World
2019.10.25 01:31 GMT+8

Rwanda agrees to accept 120 new refugees

Updated 2019.10.25 01:31 GMT+8
CGTN

A plane carrying the first batch of 66 migrants just before departing from Misrata Airport for Kigali on 24 September, 2019./ UNHCR

At least 120 refugees are expected to be evacuated to Rwanda from Libya, where the United Nations says they are exposed to violence, sexual abuse and torture in detention centres.

Rwanda is currently hosting 189 African refugees and asylum-seekers. The group was evacuated from Libya where thousands of others are still languishing in  gross human rights abuses in detention centres.

They found themselves in these centres after a failed bid to across the Mediterranean Sea to European countries, where they hoped to secure a better life.

Those who are evacuated to Rwanda are hosted at Gashora Transit Centre in Bugesera District, Eastern Province.

Most of them are from Somalia, Eritrea and Sudan, and the rest are from Ethiopia.

The first group of 66 refugees arrived in Rwanda in September, while the second group of 123 arrived in the country in early October as part of the commitment Rwanda made to contribute to saving the struggling migrants in the North African country.

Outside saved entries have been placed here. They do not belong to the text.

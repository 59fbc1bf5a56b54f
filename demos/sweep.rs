use std::sync::mpsc;

use anyhow::Result;
use hackrf_ctrl::{SWEEP_BLOCK_LEN, StreamControl, SweepBlock, SweepParams};

fn main() -> Result<()> {
    // Open up the HackRF
    let hackrf = hackrf_ctrl::open_hackrf()?;

    // Configure: IF & BB gains to 16 dB. The sweep itself sets the sample
    // rate.
    hackrf.set_lna_gain(16)?;
    hackrf.set_vga_gain(16)?;

    // Sweep the 2.4 GHz ISM band at 20 MHz per tuning.
    let mut params = SweepParams::for_sample_rate(20_000_000);
    params.freq_mhz = vec![(2400, 2480)];

    // Measure average power per tuning block on the stream worker, and ship
    // the numbers over for printing.
    let (measure_tx, measure_rx) = mpsc::channel();
    hackrf.start_rx_sweep(&params, move |buf| {
        for chunk in buf.chunks_exact(SWEEP_BLOCK_LEN) {
            let Ok(block) = SweepBlock::parse(chunk) else {
                continue;
            };
            let mut pow_sum = 0.0f64;
            for x in block.samples() {
                let re = x.re as f64;
                let im = x.im as f64;
                pow_sum += re * re + im * im;
            }
            let power =
                (pow_sum / (block.samples().len() as f64 * 127.0 * 127.0)).log10() * 10.;
            if measure_tx.send((block.freq_hz(), power)).is_err() {
                return StreamControl::Stop;
            }
        }
        StreamControl::Continue
    })?;

    // Print the first 200 tunings, then stop.
    for _ in 0..200 {
        let (freq_hz, power) = measure_rx.recv()?;
        println!("{freq_hz:>13} Hz: {power:.1} dbFS");
    }
    hackrf.stop_rx()?;
    Ok(())
}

On Wednesday, a UNHCR official told the media during the tour of the camp where the refugees are hosted that the organization was planning to evacuate "another group of 120 refugees in November" to Rwanda.

Elise Villechalane, the Spokesperson of UNCHR Rwanda, told the media that that's the target they had given themselves.

Rwanda, which at some point also had over 2 million of its citizens displaced after the 1994 genocide, signed a deal with UNHCR in September that is meant to help resettle people detained while trying to reach Europe.

Villechalane of UNHCR said that around 3,000 migrants are still thought to be in detention in Libya, where authorities are trying to close the route across the Mediterranean Sea that has seen thousands of people perish trying to reach Europe.

She called on other countries to follow Rwanda's example.